中央官僚だけが国家を設計するのではなく、政治が予算を動かし、道路、鉄道、インフラを地方に引くべきだと考えた。

それが日本列島改造論だった。

また、外交では日中国交正常化を成し遂げた。

これは、戦後日本が米国の影に覆われながらも、アジア外交を主体的に動かそうとした

瞬間だった。

田中角栄の政治には、良い面も悪い面もある。

土着的な利益誘導もあった。

だが、官僚や米国の顔色だけを見る政治ではなかった。

自分の政治的腕力で、日本を動かそうとした。

だからこそ、田中角栄は危険な政治家でもあった。

米国から見れば、制御しにくい。

官僚から見れば、予測しにくい。

既存の支配構造から見れば、扱いにくい。

ロッキード事件は、そうした田中角栄の政治生命を決定的に奪った。

 9 違法証拠で政治生命が破壊されたという問題

ロッキード事件で特に重いのは、最高裁がコーチャン証言の証拠能力を否定したにも

かかわらず、田中角栄の政治的評価はほとんど回復しなかったという点である。

法廷では、証拠能力が否定された。

しかし、世論では、田中角栄はすでに裁かれていた。

メディアでは、金権政治家として描かれ続けた。

政治生命は、戻らなかった。

これは、現代にも通じる問題である。

刑事事件では、逮捕された瞬間に社会的制裁が始まる。

起訴された時点で、世論は有罪を前提に語り始める。

一審で有罪が出れば、たとえ上訴中でも「罪人」として扱われる。

後に証拠能力や手続に問題が見つかっても、失われた名誉や政治生命は戻らない。

田中角栄の事件は、その巨大な先例である。

しかも、田中角栄の場合、その背景には日米関係という巨大な構造があった。

違法証拠。

未確定有罪。

対米自立。

日中国交正常化。

米国発の事件構造。

そして、政治生命の破壊。

これらを一体として見たとき、ロッキード事件は単なる「政治とカネ」の事件ではなくなる。

 結論 田中角栄はアメリカに潰されたのか

田中角栄はアメリカに潰されたのか。

この問いに対して、断定的に「そうだ」と言うには慎重であるべきだ。

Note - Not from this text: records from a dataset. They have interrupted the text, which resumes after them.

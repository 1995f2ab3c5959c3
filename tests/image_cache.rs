//! Integration tests for the image cache over a real HTTP fetcher.
//!
//! A wiremock server stands in for the image CDN; `expect(n)` on each mock
//! asserts how many transport calls the cache actually made.

use reviewfeed::images::{HttpImageFetcher, ImageCache, ImageError};
use std::io::Cursor;
use std::sync::Arc;
use std::time::Duration;
use url::Url;
use wiremock::matchers::{method, path};
use wiremock::{Mock, MockServer, ResponseTemplate};

fn png_bytes(width: u32, height: u32) -> Vec<u8> {
    let pixels = image::DynamicImage::ImageRgba8(image::RgbaImage::new(width, height));
    let mut out = Cursor::new(Vec::new());
    pixels
        .write_to(&mut out, image::ImageFormat::Png)
        .unwrap();
    out.into_inner()
}

fn cache() -> ImageCache {
    ImageCache::new(Arc::new(HttpImageFetcher::new(reqwest::Client::new())))
}

fn url(server: &MockServer, name: &str) -> Url {
    Url::parse(&format!("{}/{}", server.uri(), name)).unwrap()
}

#[tokio::test]
async fn test_concurrent_requests_share_one_download() {
    let server = MockServer::start().await;
    Mock::given(method("GET"))
        .and(path("/avatar.png"))
        .respond_with(
            ResponseTemplate::new(200)
                .set_body_bytes(png_bytes(8, 6))
                .set_delay(Duration::from_millis(100)),
        )
        .expect(1)
        .mount(&server)
        .await;

    let cache = cache();
    let target = url(&server, "avatar.png");

    let handles: Vec<_> = (0..5)
        .map(|_| {
            let cache = cache.clone();
            let target = target.clone();
            tokio::spawn(async move { cache.get_or_fetch(&target).await })
        })
        .collect();

    let mut images = Vec::new();
    for handle in handles {
        images.push(handle.await.unwrap().unwrap());
    }

    assert_eq!((images[0].width(), images[0].height()), (8, 6));
    assert!(images.iter().all(|image| image.same_as(&images[0])));

    // Later calls are answered from memory
    let again = cache.get_or_fetch(&target).await.unwrap();
    assert!(again.same_as(&images[0]));

    let stats = cache.stats();
    assert_eq!(stats.misses, 1);
    assert_eq!(stats.entries, 1);
    assert_eq!(stats.in_flight, 0);
    assert!(stats.hits >= 1);
}

#[tokio::test]
async fn test_http_error_is_retried_on_next_call() {
    let server = MockServer::start().await;
    Mock::given(method("GET"))
        .and(path("/photo.jpg"))
        .respond_with(ResponseTemplate::new(503))
        .up_to_n_times(1)
        .expect(1)
        .mount(&server)
        .await;
    Mock::given(method("GET"))
        .and(path("/photo.jpg"))
        .respond_with(ResponseTemplate::new(200).set_body_bytes(png_bytes(2, 2)))
        .expect(1)
        .mount(&server)
        .await;

    let cache = cache();
    let target = url(&server, "photo.jpg");

    let err = cache.get_or_fetch(&target).await.unwrap_err();
    assert_eq!(err, ImageError::BadStatus(503));
    assert!(cache.get(&target).is_none());

    assert!(cache.get_or_fetch(&target).await.is_ok());
    assert!(cache.get(&target).is_some());
}

#[tokio::test]
async fn test_non_image_body_is_bad_data() {
    let server = MockServer::start().await;
    Mock::given(method("GET"))
        .respond_with(ResponseTemplate::new(200).set_body_string("<html>login</html>"))
        .mount(&server)
        .await;

    let cache = cache();
    let err = cache
        .get_or_fetch(&url(&server, "avatar.png"))
        .await
        .unwrap_err();
    assert!(matches!(err, ImageError::BadData(_)));
    assert!(cache.is_empty());
}

#[tokio::test]
async fn test_distinct_urls_download_separately() {
    let server = MockServer::start().await;
    for name in ["/a.png", "/b.png"] {
        Mock::given(method("GET"))
            .and(path(name))
            .respond_with(ResponseTemplate::new(200).set_body_bytes(png_bytes(1, 1)))
            .expect(1)
            .mount(&server)
            .await;
    }

    let cache = cache();
    let (a_url, b_url) = (url(&server, "a.png"), url(&server, "b.png"));
    let (a, b) = tokio::join!(cache.get_or_fetch(&a_url), cache.get_or_fetch(&b_url));

    assert!(!a.unwrap().same_as(&b.unwrap()));
    assert_eq!(cache.len(), 2);
}
//! Integration tests for the feed lifecycle: paging, refresh, image
//! population, failures and show-more.
//!
//! Each test runs a real controller task against scripted in-process
//! sources and fetchers, and observes it only through its notifications.

use async_trait::async_trait;
use pretty_assertions::assert_eq;
use reviewfeed::feed::{
    FeedController, FeedHandle, FeedNotification, FeedSettings, FeedSnapshot, FetchError,
    InMemorySource, PageLoader, ReviewSource, ScrollMetrics,
};
use reviewfeed::images::{ImageCache, ImageError, ImageFetcher};
use reviewfeed::model::{FeedItem, Review, ReviewPage};
use std::io::Cursor;
use std::sync::atomic::{AtomicUsize, Ordering};
use std::sync::{Arc, Mutex};
use std::time::Duration;
use tokio::sync::mpsc;
use url::Url;

// ============================================================================
// Test doubles
// ============================================================================

fn review(i: usize, avatar: Option<&str>, photos: &[&str]) -> Review {
    let parse = |name: &str| Url::parse(&format!("https://cdn.example.com/{name}")).unwrap();
    Review {
        first_name: format!("User{i}"),
        last_name: "Test".to_string(),
        rating: (i % 5) as i32 + 1,
        text: format!("Review number {i}"),
        created: "1 июня".to_string(),
        avatar_url: avatar.map(parse),
        photo_urls: photos.iter().copied().map(parse).collect(),
    }
}

fn plain_reviews(n: usize) -> Vec<Review> {
    (0..n).map(|i| review(i, None, &[])).collect()
}

fn png_bytes() -> Vec<u8> {
    let pixels = image::DynamicImage::ImageRgba8(image::RgbaImage::new(4, 4));
    let mut out = Cursor::new(Vec::new());
    pixels
        .write_to(&mut out, image::ImageFormat::Png)
        .unwrap();
    out.into_inner()
}

/// In-memory source that records every call and can fail or stall on
/// selected calls (numbered from 0).
struct ScriptedSource {
    inner: InMemorySource,
    calls: Mutex<Vec<(usize, usize)>>,
    fail_calls: Vec<usize>,
    slow_calls: Vec<usize>,
}

impl ScriptedSource {
    fn new(reviews: Vec<Review>) -> Self {
        Self {
            inner: InMemorySource::new(reviews),
            calls: Mutex::new(Vec::new()),
            fail_calls: Vec::new(),
            slow_calls: Vec::new(),
        }
    }

    fn failing(mut self, call: usize) -> Self {
        self.fail_calls.push(call);
        self
    }

    fn slow(mut self, call: usize) -> Self {
        self.slow_calls.push(call);
        self
    }

    fn calls(&self) -> Vec<(usize, usize)> {
        self.calls.lock().unwrap().clone()
    }
}

#[async_trait]
impl ReviewSource for ScriptedSource {
    async fn fetch_page(&self, offset: usize, limit: usize) -> Result<ReviewPage, FetchError> {
        let call = {
            let mut calls = self.calls.lock().unwrap();
            calls.push((offset, limit));
            calls.len() - 1
        };

        if self.slow_calls.contains(&call) {
            tokio::time::sleep(Duration::from_millis(500)).await;
        }
        if self.fail_calls.contains(&call) {
            return Err(FetchError::SourceUnavailable("connection reset".into()));
        }
        self.inner.fetch_page(offset, limit).await
    }
}

/// Serves a PNG for every URL after a short delay, counting calls.
struct PngFetcher {
    calls: AtomicUsize,
}

impl PngFetcher {
    fn new() -> Arc<Self> {
        Arc::new(Self {
            calls: AtomicUsize::new(0),
        })
    }

    fn calls(&self) -> usize {
        self.calls.load(Ordering::SeqCst)
    }
}

#[async_trait]
impl ImageFetcher for PngFetcher {
    async fn fetch(&self, url: &Url) -> Result<Vec<u8>, ImageError> {
        self.calls.fetch_add(1, Ordering::SeqCst);
        tokio::time::sleep(Duration::from_millis(10)).await;
        if url.path().contains("missing") {
            return Err(ImageError::BadStatus(404));
        }
        Ok(png_bytes())
    }
}

struct Harness {
    feed: FeedHandle,
    notifications: mpsc::UnboundedReceiver<FeedNotification>,
}

impl Harness {
    fn start(page_size: usize, source: Arc<dyn ReviewSource>, fetcher: Arc<dyn ImageFetcher>) -> Self {
        let (tx, notifications) = mpsc::unbounded_channel();
        let controller = FeedController::new(
            FeedSettings {
                page_size,
                prefetch_screens: 2.5,
            },
            PageLoader::new(source),
            ImageCache::new(fetcher),
            tx,
        );
        let (feed, _task) = controller.spawn();
        Self { feed, notifications }
    }

    /// Next notification, failing the test if none arrives in time.
    async fn next(&mut self) -> FeedNotification {
        tokio::time::timeout(Duration::from_secs(5), self.notifications.recv())
            .await
            .expect("timed out waiting for a feed notification")
            .expect("feed controller stopped")
    }

    /// Skip notifications until a snapshot satisfies `done`.
    async fn wait_for(&mut self, done: impl Fn(&FeedSnapshot) -> bool) -> FeedSnapshot {
        loop {
            if let FeedNotification::StateChanged(snapshot) = self.next().await {
                if done(&snapshot) {
                    return snapshot;
                }
            }
        }
    }

    /// Skip notifications until a page has been applied or has failed.
    async fn wait_idle(&mut self) -> FeedSnapshot {
        self.wait_for(|s| !s.page_outstanding).await
    }
}

fn footer_count(snapshot: &FeedSnapshot) -> usize {
    snapshot.items.iter().filter(|item| item.is_footer()).count()
}

// ============================================================================
// Paging
// ============================================================================

#[tokio::test]
async fn test_forty_five_reviews_page_by_twenty() {
    let source = Arc::new(ScriptedSource::new(plain_reviews(45)));
    let mut h = Harness::start(20, source.clone(), PngFetcher::new());

    let expected = [(20, 20, true), (40, 40, true), (45, 45, false)];
    let mut last = None;
    for (count, offset, more) in expected {
        h.feed.request_more().await.unwrap();
        let snapshot = h.wait_idle().await;
        assert_eq!(snapshot.review_count(), count);
        assert_eq!(snapshot.offset, offset);
        assert_eq!(snapshot.should_load_more, more);
        last = Some(snapshot);
    }

    assert_eq!(source.calls(), vec![(0, 20), (20, 20), (40, 20)]);

    // Already exhausted: no loader call, still exactly one footer. The
    // show-more afterwards flushes a notification past the ignored request.
    let first_id = last.unwrap().items[0].as_review().unwrap().id();
    h.feed.request_more().await.unwrap();
    h.feed.show_more(first_id).await.unwrap();
    let snapshot = h.wait_for(|s| s.items[0].as_review().is_some_and(|r| r.is_expanded())).await;

    assert_eq!(source.calls().len(), 3);
    assert_eq!(snapshot.items.len(), 46);
    assert_eq!(footer_count(&snapshot), 1);
    match snapshot.items.last() {
        Some(FeedItem::Footer(footer)) => assert_eq!(footer.label(), "45 отзывов"),
        other => panic!("expected footer, got {other:?}"),
    }
}

#[tokio::test]
async fn test_scroll_requests_only_near_end() {
    let source = Arc::new(ScriptedSource::new(plain_reviews(100)));
    let mut h = Harness::start(20, source.clone(), PngFetcher::new());

    h.feed.request_more().await.unwrap();
    h.wait_idle().await;

    // 10000 - 800 - 0 = 9200 left, far more than 2.5 screens
    h.feed
        .scrolled(ScrollMetrics {
            content_height: 10_000.0,
            viewport_height: 800.0,
            target_offset_y: 0.0,
        })
        .await
        .unwrap();
    // 10000 - 800 - 7500 = 1700 left, under 2000
    h.feed
        .scrolled(ScrollMetrics {
            content_height: 10_000.0,
            viewport_height: 800.0,
            target_offset_y: 7_500.0,
        })
        .await
        .unwrap();

    // Only the first page counts as the initial load
    let pending = h.wait_for(|s| s.page_outstanding).await;
    assert!(!pending.is_loading);
    assert_eq!(pending.offset, 20);

    let snapshot = h.wait_for(|s| !s.page_outstanding && s.offset == 40).await;
    assert!(!snapshot.is_loading);
    assert_eq!(snapshot.review_count(), 40);
    assert_eq!(source.calls(), vec![(0, 20), (20, 20)]);
}

#[tokio::test]
async fn test_duplicate_requests_while_loading_are_ignored() {
    let source = Arc::new(ScriptedSource::new(plain_reviews(45)).slow(0));
    let mut h = Harness::start(20, source.clone(), PngFetcher::new());

    for _ in 0..5 {
        h.feed.request_more().await.unwrap();
    }
    let snapshot = h.wait_idle().await;

    assert_eq!(snapshot.review_count(), 20);
    assert_eq!(source.calls(), vec![(0, 20)]);
}

// ============================================================================
// Failures
// ============================================================================

#[tokio::test]
async fn test_failed_page_then_retry() {
    let source = Arc::new(ScriptedSource::new(plain_reviews(45)).failing(1));
    let mut h = Harness::start(20, source.clone(), PngFetcher::new());

    h.feed.request_more().await.unwrap();
    h.wait_idle().await;

    h.feed.request_more().await.unwrap();
    let failed = h.wait_idle().await;
    assert_eq!(failed.review_count(), 20);
    assert!(failed.should_load_more);
    assert!(failed.last_error.is_some());

    match h.next().await {
        FeedNotification::LoadFailed { message } => {
            assert!(message.contains("connection reset"), "{message}");
        }
        other => panic!("expected LoadFailed, got {other:?}"),
    }

    h.feed.request_more().await.unwrap();
    let recovered = h.wait_idle().await;
    assert_eq!(recovered.review_count(), 40);
    assert_eq!(recovered.offset, 40);
    assert!(recovered.last_error.is_none());

    // The failed page was asked for again at the same offset
    assert_eq!(source.calls(), vec![(0, 20), (20, 20), (20, 20)]);
}

// ============================================================================
// Refresh
// ============================================================================

#[tokio::test(start_paused = true)]
async fn test_refresh_drops_results_of_previous_generation() {
    // First call stalls; the refresh issued meanwhile answers first
    let source = Arc::new(ScriptedSource::new(plain_reviews(45)).slow(0));
    let mut h = Harness::start(20, source.clone(), PngFetcher::new());

    h.feed.request_more().await.unwrap();
    while source.calls().is_empty() {
        tokio::task::yield_now().await;
    }
    h.feed.refresh().await.unwrap();

    let snapshot = h.wait_for(|s| s.generation == 1 && !s.page_outstanding).await;
    assert_eq!(snapshot.review_count(), 20);

    // Let the stalled call finish; its page must not be appended
    tokio::time::sleep(Duration::from_secs(1)).await;
    let ids: Vec<_> = snapshot
        .items
        .iter()
        .filter_map(FeedItem::as_review)
        .map(|r| r.id())
        .collect();
    h.feed.show_more(ids[0]).await.unwrap();
    let after = h.wait_for(|s| s.items[0].as_review().is_some_and(|r| r.is_expanded())).await;

    assert_eq!(after.generation, 1);
    assert_eq!(after.review_count(), 20);
    assert_eq!(after.offset, 20);
    assert_eq!(source.calls(), vec![(0, 20), (0, 20)]);
}

#[tokio::test]
async fn test_refresh_after_exhaustion_starts_over() {
    let source = Arc::new(ScriptedSource::new(plain_reviews(5)));
    let mut h = Harness::start(20, source.clone(), PngFetcher::new());

    h.feed.request_more().await.unwrap();
    let exhausted = h.wait_idle().await;
    assert_eq!(footer_count(&exhausted), 1);

    h.feed.refresh().await.unwrap();
    let reset = h.wait_for(|s| s.generation == 1).await;
    assert!(reset.items.is_empty());
    assert!(reset.is_loading);

    let reloaded = h.wait_idle().await;
    assert_eq!(reloaded.review_count(), 5);
    assert_eq!(footer_count(&reloaded), 1);
    match reloaded.items.last() {
        Some(FeedItem::Footer(footer)) => assert_eq!(footer.label(), "5 отзывов"),
        other => panic!("expected footer, got {other:?}"),
    }
}

// ============================================================================
// Images
// ============================================================================

#[tokio::test]
async fn test_image_slots_are_filled() {
    let reviews = vec![
        review(0, Some("a0.png"), &["p0.jpg", "p1.jpg"]),
        review(1, None, &["p2.jpg"]),
        review(2, Some("a2.png"), &[]),
    ];
    let source = Arc::new(ScriptedSource::new(reviews));
    let mut h = Harness::start(20, source, PngFetcher::new());

    h.feed.request_more().await.unwrap();
    let snapshot = h
        .wait_for(|s| {
            s.items.iter().filter_map(FeedItem::as_review).all(|r| {
                r.avatar().is_some() == r.avatar_url().is_some()
                    && r.photos().iter().all(Option::is_some)
            }) && s.review_count() == 3
        })
        .await;

    let second = snapshot.items[1].as_review().unwrap();
    assert!(second.avatar().is_none());
    assert_eq!(second.photos().len(), 1);
}

#[tokio::test]
async fn test_shared_image_url_fetched_once() {
    let reviews: Vec<_> = (0..10)
        .map(|i| review(i, Some("same-avatar.png"), &[]))
        .collect();
    let fetcher = PngFetcher::new();
    let mut h = Harness::start(20, Arc::new(ScriptedSource::new(reviews)), fetcher.clone());

    h.feed.request_more().await.unwrap();
    h.wait_for(|s| {
        s.review_count() == 10
            && s
                .items
                .iter()
                .filter_map(FeedItem::as_review)
                .all(|r| r.avatar().is_some())
    })
    .await;

    assert_eq!(fetcher.calls(), 1);
}

#[tokio::test]
async fn test_failed_image_leaves_slot_empty() {
    let reviews = vec![review(0, Some("missing.png"), &["ok.jpg", "missing.jpg"])];
    let mut h = Harness::start(20, Arc::new(ScriptedSource::new(reviews)), PngFetcher::new());

    h.feed.request_more().await.unwrap();
    let snapshot = h
        .wait_for(|s| {
            s.items
                .first()
                .and_then(FeedItem::as_review)
                .is_some_and(|r| r.photos()[0].is_some())
        })
        .await;

    // Give the failed fetches time to finish; nothing else may change
    tokio::time::sleep(Duration::from_millis(100)).await;
    assert!(h.notifications.try_recv().is_err());

    let item = snapshot.items[0].as_review().unwrap();
    assert!(item.avatar().is_none());
    assert!(item.photos()[1].is_none());
    assert_eq!(item.photos().len(), 2);
}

CIAが直接、田中角栄を罠にはめたと断言するには、さらなる一次資料と歴史的検証が必要である。

しかし、こうは言える。

田中角栄は、アメリカにとって扱いにくい政治家だった。

日中国交正常化を通じて、日本外交の主体性を示した。

戦後日本の対米従属構造の中で、独自に動ける政治的力量を持っていた。

その田中角栄は、米国企業ロッキード社を発端とする事件で失脚した。

事件の中核証拠の一つは、米国での刑事免責付き嘱託尋問によって作られた。

その証拠は、後に日本の最高裁で証拠能力を否定された。

そして田中角栄本人は、有罪確定しないまま死亡し、公訴棄却となった。

これだけの事実を前にして、ロッキード事件を単なる国内汚職事件としてだけ語るのは、あまりにも浅い。

田中角栄は、罪人として葬られた。

しかし、法的には有罪確定者ではない。

田中角栄は、金権政治家として批判された。

しかし、同時に日中国交正常化を実現した戦後日本屈指の実行型政治家でもあった。

田中角栄は、ロッキード事件で裁かれた。

しかし、その裁判の重要証拠には、最高裁が証拠能力を否定するほどの問題があった。

この複雑な事実を、私たちは直視しなければならない。

歴史は、勝者の物語として作られる。

メディアは、わかりやすい悪役を求める。

司法は、時に政治的空気の中で動く。

そして国際政治は、表に出ない力学によって動く。

田中角栄をどう評価するかは、人によって違ってよい。

だが、少なくとも、彼を単純な「汚職政治家」としてだけ処理することは、戦後日本政治の本質を見誤る。

ロッキード事件とは、田中角栄個人の事件であると同時に、戦後日本の独立性をめぐる事件だった。

日本は本当に独立国家なのか。

米国の意に沿わない政治家は、どこまで自由に外交を動かせるのか。

検察と司法は、国際政治の影響から本当に自由なのか。

メディアは、刑が確定していない人物を社会的に葬ってよいのか。

ロッキード事件が突きつける問いは、今も終わっていない。

田中角栄はアメリカに潰されたのか。

少なくとも、田中角栄は、アメリカの影が濃く差す戦後日本の権力構造の中で、政治生命を奪われた人物である。

そして、その人物を「未確定有罪」のまま葬ってきた日本社会もまた、問われなければならない。